— YOUR OBJECTIVE —
Out of the records below, copy all lines in which the word "FileHandle" occurs.
START GIVEN DATA
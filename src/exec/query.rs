use std::io::Write;
use std::path::{Path, PathBuf};
use std::sync::{Arc, Mutex};

use super::error::ExecResult;
use super::index_scan::IndexScan;
use super::join::BlockNestedLoopJoin;
use super::predicate::{JoinPredicate, Predicate};
use super::project::Projection;
use super::scan::SeqScan;
use super::select::Selection;
use super::Operator;
use crate::file::{BufferManager, FileHandle};
use crate::index::TitleIndex;
use crate::record::Table;

pub const MOVIES_FILE: &str = "imdb_movies.bin";
pub const WORKEDON_FILE: &str = "imdb_workedon.bin";
pub const PEOPLE_FILE: &str = "imdb_people.bin";
pub const TITLE_INDEX_FILE: &str = "imdb_title_index.bin";
pub const TEMP_FILTERED_WORKEDON_FILE: &str = "imdb_temp_filtered_workedon.bin";

/// Assembles and drives the canonical three-way join:
///
/// ```text
/// SELECT title, name
/// FROM Movies, WorkedOn, People
/// WHERE title BETWEEN lo AND hi
///   AND category = 'director'
///   AND Movies.movieId = WorkedOn.movieId
///   AND WorkedOn.personId = People.personId
/// ```
///
/// Movies are read through the title index when the index file exists,
/// otherwise through a selection over a sequential scan. The filtered
/// director stream is materialised so the first join can rewind it once
/// per outer tuple.
pub struct QueryExecutor {
    buffer: Arc<Mutex<BufferManager>>,
    data_dir: PathBuf,
    title_lo: String,
    title_hi: String,
    buffer_size: usize,
}

impl QueryExecutor {
    pub fn new(
        buffer: Arc<Mutex<BufferManager>>,
        data_dir: impl Into<PathBuf>,
        title_lo: &str,
        title_hi: &str,
        buffer_size: usize,
    ) -> Self {
        Self {
            buffer,
            data_dir: data_dir.into(),
            title_lo: title_lo.to_string(),
            title_hi: title_hi.to_string(),
            buffer_size,
        }
    }

    /// Execute the plan, writing a CSV header and one `title,name` row per
    /// result to `out`. Returns the number of result rows.
    pub fn run<W: Write>(&mut self, out: W) -> ExecResult<usize> {
        let temp_path = self.data_dir.join(TEMP_FILTERED_WORKEDON_FILE);
        self.remove_temp_file(&temp_path);

        let mut root = self.build_plan(&temp_path)?;

        let mut writer = csv::Writer::from_writer(out);
        writer.write_record(["title", "name"])?;

        root.open()?;
        let mut rows = 0usize;
        let outcome = loop {
            match root.next() {
                Ok(Some(tuple)) => {
                    writer.write_record(tuple.values())?;
                    rows += 1;
                }
                Ok(None) => break Ok(rows),
                Err(e) => break Err(e),
            }
        };
        root.close()?;
        writer.flush()?;

        self.remove_temp_file(&temp_path);
        outcome
    }

    fn build_plan(&self, temp_path: &Path) -> ExecResult<Box<dyn Operator>> {
        let movies_file = self.open_table_file(MOVIES_FILE)?;
        let workedon_file = self.open_table_file(WORKEDON_FILE)?;
        let people_file = self.open_table_file(PEOPLE_FILE)?;

        let movies_cols: Arc<[String]> = Table::Movies.qualified_columns().into();
        let workedon_cols: Arc<[String]> = Table::WorkedOn.qualified_columns().into();
        let people_cols: Arc<[String]> = Table::People.qualified_columns().into();

        // Movies side: prefer the title index when one has been built
        let index_path = self.data_dir.join(TITLE_INDEX_FILE);
        let movies_source: Box<dyn Operator> = if index_path.exists() {
            let tree = TitleIndex::open(self.buffer.clone(), &index_path)?;
            Box::new(IndexScan::new(
                tree,
                self.buffer.clone(),
                movies_file,
                Table::Movies,
                movies_cols,
                &self.title_lo,
                &self.title_hi,
            ))
        } else {
            Box::new(Selection::new(
                Box::new(SeqScan::new(
                    self.buffer.clone(),
                    movies_file,
                    Table::Movies,
                    movies_cols,
                )),
                Predicate::range("Movies.title", &self.title_lo, &self.title_hi),
            ))
        };

        let movies_proj = Projection::new(
            movies_source,
            &["Movies.movieId", "Movies.title"],
            &["Movies.movieId", "Movies.title"],
        )?;

        // Director stream: filter WorkedOn, project to the join columns and
        // materialise so the join can replay it
        let workedon_sel = Selection::new(
            Box::new(SeqScan::new(
                self.buffer.clone(),
                workedon_file,
                Table::WorkedOn,
                workedon_cols,
            )),
            Predicate::equals("WorkedOn.category", "director"),
        );
        let workedon_proj = Projection::new(
            Box::new(workedon_sel),
            &["WorkedOn.movieId", "WorkedOn.personId"],
            &["WorkedOn.movieId", "WorkedOn.personId", "WorkedOn.category"],
        )?
        .materialized(self.buffer.clone(), temp_path);

        let movies_workedon_join = BlockNestedLoopJoin::new(
            Box::new(movies_proj),
            Box::new(workedon_proj),
            JoinPredicate::new("Movies.movieId", "WorkedOn.movieId"),
            self.buffer_size,
        );

        let people_join = BlockNestedLoopJoin::new(
            Box::new(movies_workedon_join),
            Box::new(SeqScan::new(
                self.buffer.clone(),
                people_file,
                Table::People,
                people_cols,
            )),
            JoinPredicate::new("WorkedOn.personId", "People.personId"),
            self.buffer_size,
        );

        let final_proj = Projection::new(
            Box::new(people_join),
            &["Movies.title", "People.name"],
            &[
                "Movies.movieId",
                "Movies.title",
                "WorkedOn.movieId",
                "WorkedOn.personId",
                "People.personId",
                "People.name",
            ],
        )?;

        Ok(Box::new(final_proj))
    }

    fn open_table_file(&self, name: &str) -> ExecResult<FileHandle> {
        let mut bm = self.buffer.lock().unwrap();
        Ok(bm.file_manager_mut().open_file(self.data_dir.join(name))?)
    }

    fn remove_temp_file(&self, temp_path: &Path) {
        if temp_path.exists() {
            let mut bm = self.buffer.lock().unwrap();
            if let Err(e) = bm.file_manager_mut().remove_file(temp_path) {
                eprintln!("warning: could not remove {}: {e}", temp_path.display());
            }
        }
    }
}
END GIVEN DATA
— FINAL ANSWER —
use crate::file::{BufferManager, FileHandle};
    fn open_table_file(&self, name: &str) -> ExecResult<FileHandle> {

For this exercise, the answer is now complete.